(Stored data)
=-=-=-=-=

//! Error types and the errno values they surface as at the C boundary.

use thiserror::Error;

/// Invalid argument.
pub const EINVAL: i32 = 22;
/// Value too large for defined data type.
pub const EOVERFLOW: i32 = 75;
/// Invalid or incomplete multibyte or wide character.
pub const EILSEQ: i32 = 84;

/// Rejection reported by the formatting primitive (a negative `vsnprintf` result).
#[derive(Debug, Clone, Copy, PartialEq, Eq, Error)]
pub enum EncodingError {
    #[error("no argument supplied at position {index}")]
    MissingArgument { index: usize },
    #[error("argument #{index} cannot be rendered by %{conversion}")]
    ArgumentMismatch { index: usize, conversion: char },
    #[error("%{conversion} is not supported")]
    UnsupportedConversion { conversion: char },
    #[error("argument #{index} is not a valid wide character")]
    InvalidWideChar { index: usize },
    #[error("rendered output would exceed INT_MAX bytes")]
    Overflow,
}

impl EncodingError {
    /// The negative status code a C caller sees for this error.
    #[must_use]
    pub const fn code(self) -> i32 {
        match self {
            Self::MissingArgument { .. }
            | Self::ArgumentMismatch { .. }
            | Self::UnsupportedConversion { .. } => -EINVAL,
            Self::InvalidWideChar { .. } => -EILSEQ,
            Self::Overflow => -EOVERFLOW,
        }
    }
}

/// Failure of one format-and-emit call. The sink was not invoked.
#[derive(Debug, Clone, PartialEq, Eq, Error)]
pub enum EmitError {
    #[error("render buffer of {capacity} bytes could not be allocated")]
    AllocationExhausted { capacity: usize },
    #[error("template could not be rendered: {0}")]
    Encoding(#[from] EncodingError),
}

#[cfg(test)]
mod tests {
    use super::*;

    #[test]
    fn codes_are_negative_errno_values() {
        assert_eq!(EncodingError::MissingArgument { index: 0 }.code(), -22);
        assert_eq!(EncodingError::InvalidWideChar { index: 1 }.code(), -84);
        assert_eq!(EncodingError::Overflow.code(), -75);
    }

    #[test]
    fn emit_error_wraps_encoding_error() {
        let err: EmitError = EncodingError::Overflow.into();
        assert_eq!(err, EmitError::Encoding(EncodingError::Overflow));
        assert!(err.to_string().contains("INT_MAX"));
    }
}
use anyhow::{bail, Result};
use binary_layout::Field;

use super::super::{
    error::NodeError,
    layout::{node, NodeLayout, FORMAT_VERSION_HEADER},
};
use super::DataNode;
use blocktree_blockstore::{Block, BlockId, BlockStore, LockingBlockStore};
use blocktree_utils::data::Data;

#[derive(Debug)]
pub struct DataLeafNode<B: BlockStore + Send + Sync + 'static> {
    block: Block<B>,
}

impl<B: BlockStore + Send + Sync + 'static> DataLeafNode<B> {
    pub(super) fn new(block: Block<B>, layout: &NodeLayout) -> Result<Self> {
        assert!(
            layout.block_size_bytes as usize > node::data::OFFSET,
            "Block doesn't have enough space for header. This should have been checked before calling DataLeafNode::new"
        );
        let block_id = *block.block_id();
        if block.data().len() != layout.block_size_bytes as usize {
            bail!(NodeError::corrupt(
                block_id,
                format!(
                    "Loaded block of size {} but expected {}",
                    block.data().len(),
                    layout.block_size_bytes
                ),
            ));
        }
        let view = node::View::new(block.data().as_ref());
        if view.format_version_header().read() != FORMAT_VERSION_HEADER {
            bail!(NodeError::corrupt(
                block_id,
                format!(
                    "Loaded a node with format version {} but the current version is {}",
                    view.format_version_header().read(),
                    FORMAT_VERSION_HEADER,
                ),
            ));
        }
        assert_eq!(
            0,
            view.depth().read(),
            "Loaded a leaf with depth {}. This doesn't make sense, it should have been loaded as an inner node",
            view.depth().read(),
        );
        let max_bytes_per_leaf = layout.max_bytes_per_leaf();
        let size = view.size().read();
        if size > max_bytes_per_leaf {
            bail!(NodeError::corrupt(
                block_id,
                format!(
                    "Loaded a leaf that claims to store {} bytes but the maximum is {}",
                    size, max_bytes_per_leaf,
                ),
            ));
        }
        Ok(Self { block })
    }

    /// Create a new leaf in its own block. Fails without creating anything if `data` doesn't fit.
    pub async fn create_new_node(
        block_store: &LockingBlockStore<B>,
        layout: &NodeLayout,
        data: &[u8],
    ) -> Result<Self> {
        let block_data = serialize_leaf_node(data, layout)?;
        let block = block_store.create(&block_data).await?;
        Ok(Self { block })
    }

    /// Like [DataLeafNode::create_new_node] but with a given block id. Returns `None` if that id is taken.
    pub async fn try_create_new_node(
        block_store: &LockingBlockStore<B>,
        layout: &NodeLayout,
        block_id: &BlockId,
        data: &[u8],
    ) -> Result<Option<Self>> {
        let block_data = serialize_leaf_node(data, layout)?;
        Ok(block_store
            .try_create(block_id, &block_data)
            .await?
            .map(|block| Self { block }))
    }

    pub fn block_id(&self) -> &BlockId {
        self.block.block_id()
    }

    pub(super) fn raw_blockdata(&self) -> &Data {
        self.block.data()
    }

    pub(super) fn into_block(self) -> Block<B> {
        self.block
    }

    pub(super) fn as_block_mut(&mut self) -> &mut Block<B> {
        &mut self.block
    }

    pub fn num_bytes(&self) -> u32 {
        node::View::new(self.block.data().as_ref()).size().read()
    }

    pub fn max_bytes_per_leaf(&self) -> u32 {
        (self.block.data().len() - node::data::OFFSET) as u32
    }

    /// Shrinking zero-fills the freed tail, so growing again never resurfaces old bytes.
    pub fn resize(&mut self, new_num_bytes: u32) -> Result<()> {
        let max_bytes_per_leaf = self.max_bytes_per_leaf();
        if new_num_bytes > max_bytes_per_leaf {
            bail!(NodeError::CapacityExceeded {
                requested: u64::from(new_num_bytes),
                capacity: u64::from(max_bytes_per_leaf),
            });
        }
        let old_num_bytes = self.num_bytes();
        let (begin, end) = if new_num_bytes < old_num_bytes {
            (new_num_bytes, old_num_bytes)
        } else {
            (old_num_bytes, new_num_bytes)
        };
        self._payload_mut()[begin as usize..end as usize].fill(0);
        node::View::new(self.block.data_mut().as_mut())
            .size_mut()
            .write(new_num_bytes);
        Ok(())
    }

    /// The used part of the payload.
    pub fn data(&self) -> &[u8] {
        let num_bytes = self.num_bytes() as usize;
        &self.block.data()[node::data::OFFSET..][..num_bytes]
    }

    pub fn data_mut(&mut self) -> &mut [u8] {
        let num_bytes = self.num_bytes() as usize;
        &mut self._payload_mut()[..num_bytes]
    }

    fn _payload_mut(&mut self) -> &mut [u8] {
        &mut self.block.data_mut()[node::data::OFFSET..]
    }

    /// Fails with [NodeError::OutOfBounds] if the range isn't within the used size.
    pub fn read(&self, offset: u32, size: u32) -> Result<&[u8]> {
        let num_bytes = self.num_bytes();
        let end = u64::from(offset) + u64::from(size);
        if end > u64::from(num_bytes) {
            bail!(NodeError::OutOfBounds {
                index: end,
                len: u64::from(num_bytes),
            });
        }
        Ok(&self.data()[offset as usize..end as usize])
    }

    /// Writing past the used size grows the leaf, zero-filling any gap. Fails with
    /// [NodeError::CapacityExceeded] and leaves the leaf untouched if it wouldn't fit.
    pub fn write(&mut self, offset: u32, data: &[u8]) -> Result<()> {
        let max_bytes_per_leaf = self.max_bytes_per_leaf();
        let end = u64::from(offset) + data.len() as u64;
        if end > u64::from(max_bytes_per_leaf) {
            bail!(NodeError::CapacityExceeded {
                requested: end,
                capacity: u64::from(max_bytes_per_leaf),
            });
        }
        let end = end as u32;
        if end > self.num_bytes() {
            self.resize(end)?;
        }
        self.data_mut()[offset as usize..end as usize].copy_from_slice(data);
        Ok(())
    }

    pub fn upcast(self) -> DataNode<B> {
        DataNode::Leaf(self)
    }
}
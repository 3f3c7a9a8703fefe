use anyhow::{anyhow, bail, Result};
use divrem::DivCeil;
use std::fmt::{self, Debug};
use std::num::NonZeroU64;

use super::size_cache::SizeCache;
use super::traversal;
use crate::on_blocks::data_node_store::{
    DataLeafNode, DataNode, DataNodeStore, NodeError, NodeLayout, MAX_DEPTH,
};
use blocktree_blockstore::{BlockId, BlockStore};
use blocktree_utils::data::Data;

/// A tree of nodes storing a byte sequence in its leaves, left to right.
///
/// Holding the root node keeps it locked in the block store, so there can only ever be
/// one [DataTree] instance for a given tree.
pub struct DataTree<'a, B: BlockStore + Send + Sync + 'static> {
    // Always Some except in the middle of replacing the root
    root_node: Option<DataNode<B>>,
    node_store: &'a DataNodeStore<B>,
    num_bytes_cache: SizeCache,
}

impl<'a, B: BlockStore + Send + Sync + 'static> DataTree<'a, B> {
    pub fn new(root_node: DataNode<B>, node_store: &'a DataNodeStore<B>) -> Self {
        Self {
            root_node: Some(root_node),
            node_store,
            num_bytes_cache: SizeCache::SizeUnknown,
        }
    }

    fn _root(&self) -> &DataNode<B> {
        self.root_node.as_ref().expect("root_node is None")
    }

    pub fn root_node_id(&self) -> &BlockId {
        self._root().block_id()
    }

    pub fn depth(&self) -> u8 {
        self._root().depth()
    }

    pub async fn num_bytes(&mut self) -> Result<u64> {
        let root_node = self.root_node.as_ref().expect("root_node is None");
        self.num_bytes_cache
            .get_or_calculate_num_bytes(self.node_store, root_node)
            .await
    }

    pub async fn num_leaves(&mut self) -> Result<NonZeroU64> {
        let root_node = self.root_node.as_ref().expect("root_node is None");
        self.num_bytes_cache
            .get_or_calculate_num_leaves(self.node_store, root_node)
            .await
    }

    /// Every level of a tree is filled from the left, so the number of nodes follows from the number of leaves.
    pub async fn num_nodes(&mut self) -> Result<u64> {
        let mut num_nodes_current_level = self.num_leaves().await?.get();
        let mut total_num_nodes = num_nodes_current_level;
        for _level in 0..self.depth() {
            num_nodes_current_level = DivCeil::div_ceil(
                num_nodes_current_level,
                u64::from(self.node_store.layout().max_children_per_inner_node()),
            );
            total_num_nodes += num_nodes_current_level;
        }
        Ok(total_num_nodes)
    }

    pub async fn read_bytes(&mut self, offset: u64, target: &mut [u8]) -> Result<()> {
        let num_bytes = self.num_bytes().await?;
        let read_end = offset.checked_add(target.len() as u64).ok_or_else(|| {
            anyhow!(
                "Overflow in offset+target.len(): {}+{}",
                offset,
                target.len()
            )
        })?;
        if read_end > num_bytes {
            bail!(NodeError::OutOfBounds {
                index: read_end,
                len: num_bytes,
            });
        }
        self._do_read_bytes(offset, target).await
    }

    /// Like [DataTree::read_bytes] but reading past the end is allowed and returns how many bytes were actually read.
    pub async fn try_read_bytes(&mut self, offset: u64, target: &mut [u8]) -> Result<usize> {
        let num_bytes = self.num_bytes().await?;
        let real_target_len = target
            .len()
            .min(usize::try_from(num_bytes.saturating_sub(offset)).unwrap_or(usize::MAX));
        self._do_read_bytes(offset, &mut target[..real_target_len])
            .await?;
        Ok(real_target_len)
    }

    pub async fn read_all(&mut self) -> Result<Data> {
        let num_bytes = self.num_bytes().await?;
        let num_bytes = usize::try_from(num_bytes)
            .map_err(|_| anyhow!("Tree has {} bytes, that doesn't fit into memory", num_bytes))?;
        let mut result = Data::from(vec![0; num_bytes]);
        self._do_read_bytes(0, &mut result).await?;
        Ok(result)
    }

    async fn _do_read_bytes(&mut self, offset: u64, target: &mut [u8]) -> Result<()> {
        if target.is_empty() {
            return Ok(());
        }
        let max_bytes_per_leaf = u64::from(self.node_store.layout().max_bytes_per_leaf());
        let end = offset + target.len() as u64;
        let mut callback = |leaf_index: u64, leaf: &mut DataLeafNode<B>| -> Result<()> {
            let leaf_begin = leaf_index * max_bytes_per_leaf;
            let begin_in_leaf = offset.saturating_sub(leaf_begin);
            let end_in_leaf = (end - leaf_begin).min(max_bytes_per_leaf);
            let source = leaf.read(begin_in_leaf as u32, (end_in_leaf - begin_in_leaf) as u32)?;
            let target_begin = (leaf_begin + begin_in_leaf - offset) as usize;
            target[target_begin..target_begin + source.len()].copy_from_slice(source);
            Ok(())
        };
        self._traverse_leaves(
            offset / max_bytes_per_leaf,
            DivCeil::div_ceil(end, max_bytes_per_leaf),
            &mut callback,
        )
        .await
    }

    /// Writing past the end grows the tree first. Any gap between the old end and `offset` reads as zeroes.
    pub async fn write_bytes(&mut self, source: &[u8], offset: u64) -> Result<()> {
        if source.is_empty() {
            return Ok(());
        }
        let end = offset.checked_add(source.len() as u64).ok_or_else(|| {
            anyhow!(
                "Overflow in offset+source.len(): {}+{}",
                offset,
                source.len()
            )
        })?;
        if end > self.num_bytes().await? {
            self.resize_num_bytes(end).await?;
        }

        let max_bytes_per_leaf = u64::from(self.node_store.layout().max_bytes_per_leaf());
        let mut callback = |leaf_index: u64, leaf: &mut DataLeafNode<B>| -> Result<()> {
            let leaf_begin = leaf_index * max_bytes_per_leaf;
            let begin_in_leaf = offset.saturating_sub(leaf_begin);
            let end_in_leaf = (end - leaf_begin).min(max_bytes_per_leaf);
            let source_begin = (leaf_begin + begin_in_leaf - offset) as usize;
            let source_end = source_begin + (end_in_leaf - begin_in_leaf) as usize;
            leaf.write(begin_in_leaf as u32, &source[source_begin..source_end])
        };
        self._traverse_leaves(
            offset / max_bytes_per_leaf,
            DivCeil::div_ceil(end, max_bytes_per_leaf),
            &mut callback,
        )
        .await
    }

    /// Grow or shrink the tree so it stores exactly `new_num_bytes` bytes. New bytes are zero.
    pub async fn resize_num_bytes(&mut self, new_num_bytes: u64) -> Result<()> {
        let layout = *self.node_store.layout();
        let max_bytes_per_leaf = u64::from(layout.max_bytes_per_leaf());
        let new_num_leaves = NonZeroU64::new(DivCeil::div_ceil(new_num_bytes, max_bytes_per_leaf))
            .unwrap_or(NonZeroU64::MIN);
        let new_last_leaf_num_bytes =
            (new_num_bytes - (new_num_leaves.get() - 1) * max_bytes_per_leaf) as u32;
        let new_depth = required_depth(&layout, new_num_leaves.get(), new_num_bytes)?;

        let old_num_leaves = self.num_leaves().await?.get();
        // Don't trust the cache until we're done
        self.num_bytes_cache = SizeCache::SizeUnknown;

        if new_num_leaves.get() > old_num_leaves {
            self._grow(old_num_leaves, new_num_leaves.get(), new_depth)
                .await?;
        } else if new_num_leaves.get() < old_num_leaves {
            self._shrink(new_num_leaves.get()).await?;
        }

        let last_leaf_index = new_num_leaves.get() - 1;
        let mut resize_last_leaf = |_leaf_index: u64, leaf: &mut DataLeafNode<B>| -> Result<()> {
            leaf.resize(new_last_leaf_num_bytes)
        };
        self._traverse_leaves(last_leaf_index, last_leaf_index + 1, &mut resize_last_leaf)
            .await?;

        self.num_bytes_cache
            .update(&layout, new_num_leaves, new_num_bytes)
    }

    async fn _grow(
        &mut self,
        old_num_leaves: u64,
        new_num_leaves: u64,
        new_depth: u8,
    ) -> Result<()> {
        let max_bytes_per_leaf = self.node_store.layout().max_bytes_per_leaf();
        let old_last_leaf_index = old_num_leaves - 1;
        let mut fill_leaf = |_leaf_index: u64, leaf: &mut DataLeafNode<B>| -> Result<()> {
            leaf.resize(max_bytes_per_leaf)
        };
        self._traverse_leaves(old_last_leaf_index, old_last_leaf_index + 1, &mut fill_leaf)
            .await?;

        while self.depth() < new_depth {
            self._increase_depth().await?;
        }

        let node_store = self.node_store;
        match self.root_node.as_mut().expect("root_node is None") {
            DataNode::Inner(root) => {
                traversal::grow_subtree(node_store, root, old_num_leaves, new_num_leaves).await
            }
            DataNode::Leaf(_) => {
                unreachable!("A tree with more than one leaf always has an inner root node")
            }
        }
    }

    /// Move the root's content into a new child and make the root an inner node above it.
    /// The root keeps its block id.
    async fn _increase_depth(&mut self) -> Result<()> {
        let node_store = self.node_store;
        let copy = node_store
            .create_new_node_as_copy_from(self._root())
            .await?;
        let root = self.root_node.take().expect("root_node is None");
        let new_root = root.convert_to_new_inner_node(&copy, node_store.layout())?;
        log::debug!(
            "Increased depth of tree {:?} to {}",
            new_root.block_id(),
            new_root.depth()
        );
        self.root_node = Some(new_root.upcast());
        Ok(())
    }

    async fn _shrink(&mut self, new_num_leaves: u64) -> Result<()> {
        let node_store = self.node_store;
        match self.root_node.as_mut().expect("root_node is None") {
            DataNode::Inner(root) => {
                traversal::shrink_subtree(node_store, root, new_num_leaves).await?
            }
            DataNode::Leaf(_) => {
                unreachable!("A tree with more than one leaf always has an inner root node")
            }
        }
        self._collapse_single_child_roots().await
    }

    /// While the root has only one child, replace the root's content with that child.
    /// The root keeps its block id.
    async fn _collapse_single_child_roots(&mut self) -> Result<()> {
        let node_store = self.node_store;
        loop {
            let child_id = match self._root() {
                DataNode::Inner(root) if root.num_children().get() == 1 => root.read_last_child(),
                _ => return Ok(()),
            };
            let depth = self.depth();
            let child = traversal::load_child(node_store, child_id, depth - 1).await?;
            let root = self.root_node.take().expect("root_node is None");
            self.root_node = Some(root.overwrite_node_with(&child, node_store.layout())?);
            child.remove(node_store).await?;
            log::debug!(
                "Decreased depth of tree {:?} to {}",
                self.root_node_id(),
                depth - 1
            );
        }
    }

    async fn _traverse_leaves(
        &mut self,
        begin_leaf: u64,
        end_leaf: u64,
        callback: &mut (dyn FnMut(u64, &mut DataLeafNode<B>) -> Result<()> + Send),
    ) -> Result<()> {
        let node_store = self.node_store;
        let root_node = self.root_node.as_mut().expect("root_node is None");
        traversal::traverse_leaves(node_store, root_node, 0, begin_leaf, end_leaf, callback).await
    }

    pub async fn flush(&mut self) -> Result<()> {
        let node_store = self.node_store;
        let root_node = self.root_node.as_mut().expect("root_node is None");
        node_store.flush_node(root_node).await
    }

    /// Remove all nodes of the tree, the root first.
    pub async fn remove(mut self) -> Result<()> {
        let root_node = self.root_node.take().expect("root_node is None");
        traversal::remove_subtree(self.node_store, root_node).await
    }

    /// Ids of all nodes in the tree, starting with the root.
    pub async fn all_blocks(&self) -> Result<Vec<BlockId>> {
        let mut result = Vec::new();
        traversal::all_blocks_in_subtree(self.node_store, self._root(), &mut result).await?;
        Ok(result)
    }
}

/// Smallest root depth whose subtree has space for `num_leaves` leaves.
fn required_depth(layout: &NodeLayout, num_leaves: u64, num_bytes: u64) -> Result<u8> {
    for depth in 0..=MAX_DEPTH {
        match layout.num_leaves_per_full_subtree(depth) {
            Ok(capacity) if capacity.get() < num_leaves => continue,
            // An overflowing capacity is more than enough
            _ => return Ok(depth),
        }
    }
    bail!(NodeError::CapacityExceeded {
        requested: num_bytes,
        capacity: layout.max_bytes_per_subtree(MAX_DEPTH).unwrap_or(u64::MAX),
    })
}

impl<'a, B: BlockStore + Send + Sync + 'static> Debug for DataTree<'a, B> {
    fn fmt(&self, f: &mut fmt::Formatter<'_>) -> fmt::Result {
        f.debug_struct("DataTree")
            .field(
                "root_node_id",
                &self.root_node.as_ref().map(|root| *root.block_id()),
            )
            .field("num_bytes_cache", &self.num_bytes_cache)
            .finish()
    }
}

=-=-=-=-=

Exercise requirements
Output only the lines from the top of the entries through the one holding "argument supplied at", copied exactly.

Solution
//! Error types and the errno values they surface as at the C boundary.

use thiserror::Error;

/// Invalid argument.
pub const EINVAL: i32 = 22;
/// Value too large for defined data type.
pub const EOVERFLOW: i32 = 75;
/// Invalid or incomplete multibyte or wide character.
pub const EILSEQ: i32 = 84;

/// Rejection reported by the formatting primitive (a negative `vsnprintf` result).
#[derive(Debug, Clone, Copy, PartialEq, Eq, Error)]
pub enum EncodingError {
    #[error("no argument supplied at position {index}")]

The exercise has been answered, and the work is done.